Rest on the Flight into Egypt is a c. 1604 oil on canvas painting by the Italian painter Annibale Carracci.

It probably originally formed part of Jaccques Stella's collection, which was brought from Italy to Paris. In 1672 it was recorded in abbot Deno de La Nu's collection and it probably also belonged to the La Mera family, whose coat of arms is superimposed over that of Francois de Poigli on the back of the work. It was acquired in 1772 by Pierre Crozat and later by Catherine the Great, thus arriving at its present home in the Hermitage Museum. It is displayed in room 231 (Italy) in the New Hermitage Palace.

==Copies==
An anonymous 17th-century rectangular copy is recorded in the Orleans Collection before being acquired by the Duke of Sutherland and finally ending up in Princeton University Art Museum. An early round copy is now in the Kunsthalle in Berne, whilst another rectangular copy was auctioned at Christie's on 31 July 1956. Another round copy is in a private U.S. collection.

== Description ==
On the left side of the painting is depicted the sleeping Madonna with Child surrounded by two angels. Saint Joseph on the right brings the donkey to quench his thirst.

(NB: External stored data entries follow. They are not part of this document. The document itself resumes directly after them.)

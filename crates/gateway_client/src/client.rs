use std::sync::Arc;

use async_trait::async_trait;
use chrono::Utc;
use reqwest::StatusCode;
use serde::Deserialize;
use thiserror::Error;
use url::Url;

use crate::message::{DeliveryReceipt, OutboundMessage};

#[derive(Debug, Error)]
pub enum GatewayError {
    /// The gateway refused the message; retrying the same payload will not help.
    #[error("gateway rejected the message: {0}")]
    Rejected(String),
    /// The gateway could not be reached or answered with a server error.
    #[error("gateway unavailable: {0}")]
    Unavailable(String),
}

impl GatewayError {
    pub fn is_transient(&self) -> bool {
        matches!(self, GatewayError::Unavailable(_))
    }
}

/// Send seam for the WhatsApp gateway. One call, one message, one receipt.
#[async_trait]
pub trait GatewayClient: Send + Sync {
    async fn send(&self, message: &OutboundMessage) -> Result<DeliveryReceipt, GatewayError>;
}

pub type Gateway = Arc<dyn GatewayClient>;

/// HTTP client for gateway deployments exposing the `messages/send` endpoint.
#[derive(Debug, Clone)]
pub struct HttpGateway {
    base: Url,
    token: String,
    client: reqwest::Client,
}

#[derive(Debug, Deserialize)]
struct SendResponse {
    message_id: String,
}

impl HttpGateway {
    pub fn new(mut base: Url, token: impl Into<String>) -> Self {
        // Url::join drops the last path segment unless the base ends in `/`.
        if !base.path().ends_with('/') {
            let path = format!("{}/", base.path());
            base.set_path(&path);
        }
        Self {
            base,
            token: token.into(),
            client: reqwest::Client::new(),
        }
    }

    fn send_url(&self) -> Result<Url, GatewayError> {
        self.base
            .join("messages/send")
            .map_err(|e| GatewayError::Rejected(format!("invalid gateway url: {e}")))
    }
}

#[async_trait]
impl GatewayClient for HttpGateway {
    async fn send(&self, message: &OutboundMessage) -> Result<DeliveryReceipt, GatewayError> {
        let url = self.send_url()?;
        let response = self
            .client
            .post(url)
            .bearer_auth(&self.token)
            .json(message)
            .send()
            .await
            .map_err(|e| GatewayError::Unavailable(e.to_string()))?;

        let status = response.status();
        if status.is_server_error() || status == StatusCode::TOO_MANY_REQUESTS {
            return Err(GatewayError::Unavailable(format!(
                "gateway answered {status}"
            )));
        }
        if !status.is_success() {
            let body = response.text().await.unwrap_or_default();
            return Err(GatewayError::Rejected(format!("{status}: {body}")));
        }

        let parsed: SendResponse = response
            .json()
            .await
            .map_err(|e| GatewayError::Unavailable(format!("unreadable gateway response: {e}")))?;
        tracing::debug!(to = %message.to, id = %parsed.message_id, "gateway accepted message");
        Ok(DeliveryReceipt {
            provider_message_id: parsed.message_id,
            timestamp: Utc::now(),
        })
    }
}
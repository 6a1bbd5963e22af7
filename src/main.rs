use std::{env, path::PathBuf, process, sync::Arc};

use anyhow::Context;
use clap::{Args, Parser, Subcommand};
use tracing::info;
use url::Url;

use gateway_client::client::{Gateway, HttpGateway};
use zapflow::{
    campaign::{InMemoryCampaignStore, dispatcher::CampaignDispatcher},
    config::{ConfigManager, EnvConfigManager, keys},
    crm::{CrmStore, InMemoryCrmStore, scheduler::StageAutomationScheduler},
    flow::{
        engine::{FlowEngine, NoopHooks},
        resolver::{FlowResolver, InMemoryFlowStore},
        session::InMemorySessionStore,
    },
    llm::{OllamaClient, SharedLlm},
    logger::init_tracing,
    runtime::{Runtime, RuntimeConfig},
    schema::write_schema,
};

#[derive(Parser, Debug)]
#[command(
    name = "zapflow",
    about = "WhatsApp flow, campaign and CRM automation worker",
    version = "0.1.0"
)]
struct Cli {
    #[command(subcommand)]
    command: Option<Commands>,
}

#[derive(Subcommand, Debug)]
enum Commands {
    /// Run the worker process
    Run(RunArgs),

    /// Emit the JSON-Schema contracts consumed by the flow editor
    Schema,
}

#[derive(Args, Debug)]
struct RunArgs {
    /// Log level override (error, warn, info, debug, trace)
    #[arg(long, default_value = "info")]
    log_level: String,

    /// .env file holding gateway and LLM credentials
    #[arg(long, default_value = "./.env")]
    env_file: PathBuf,
}

/// Root directory for logs and schema exports.
fn resolve_root_dir() -> PathBuf {
    match env::var("ZAPFLOW_ROOT") {
        Ok(path) => PathBuf::from(path),
        Err(_) => PathBuf::from("./zapflow"),
    }
}

#[tokio::main(flavor = "multi_thread")]
async fn main() -> anyhow::Result<()> {
    let cli = Cli::parse();
    match cli.command.unwrap_or(Commands::Run(RunArgs {
        log_level: "info".to_string(),
        env_file: PathBuf::from("./.env"),
    })) {
        Commands::Run(args) => run(resolve_root_dir(), args).await,
        Commands::Schema => {
            let out_dir = resolve_root_dir().join("schemas");
            write_schema(out_dir.clone())?;
            println!("Schemas written to {}", out_dir.display());
            process::exit(0);
        }
    }
}

async fn run(root: PathBuf, args: RunArgs) -> anyhow::Result<()> {
    std::fs::create_dir_all(root.join("logs"))?;
    init_tracing(
        root.clone(),
        "logs/zapflow.log".to_string(),
        "logs/zapflow-audit.log".to_string(),
        args.log_level,
    )?;
    info!("zapflow worker starting up");

    let config = ConfigManager(EnvConfigManager::new(args.env_file));

    let gateway_url = config
        .0
        .get(keys::GATEWAY_URL)
        .await
        .context("GATEWAY_URL is not configured")?;
    let gateway_token = config.0.get(keys::GATEWAY_TOKEN).await.unwrap_or_default();
    let gateway: Gateway = Arc::new(HttpGateway::new(Url::parse(&gateway_url)?, gateway_token));

    let llm: SharedLlm = Arc::new(OllamaClient::from_config(&config).await);

    let resolver = FlowResolver::new(InMemoryFlowStore::new());
    let engine = FlowEngine::new(
        resolver.clone(),
        InMemorySessionStore::new(),
        gateway.clone(),
        llm,
        Arc::new(NoopHooks),
    );
    let dispatcher = CampaignDispatcher::new(InMemoryCampaignStore::new(), gateway);
    let crm: CrmStore = InMemoryCrmStore::new();
    let scheduler = StageAutomationScheduler::new(crm, engine.clone(), resolver.clone());

    let runtime = Runtime::new(
        engine,
        resolver,
        dispatcher,
        scheduler,
        RuntimeConfig::default(),
    );
    runtime.start();
    info!("zapflow worker up, waiting for ctrl-c");

    tokio::signal::ctrl_c().await?;
    info!("shutdown signal received");
    runtime.shutdown().await;
    Ok(())
}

The figures are set against a landscape backdrop of trees; in the distance, the perimeter of a city is visible on the hill. An X-ray of the painting shows that it originally depicted a male figure, probably an image of Christ ("Christ with Angels in the Desert"), but Carracci painted the Madonna over it. The numbers "1800" are marked in orange at the bottom center: they correspond to the number under which the painting was entered in the first manuscript catalogue of the Hermitage, begun in 1797. The image illustrates an episode from the Gospel of Matthew (2:13-23), when Mary and Joseph with the newborn Jesus flee to Egypt. In the apocryphal Gospel of Pseudo-Matthew (chap. XX) there is a description of the episode.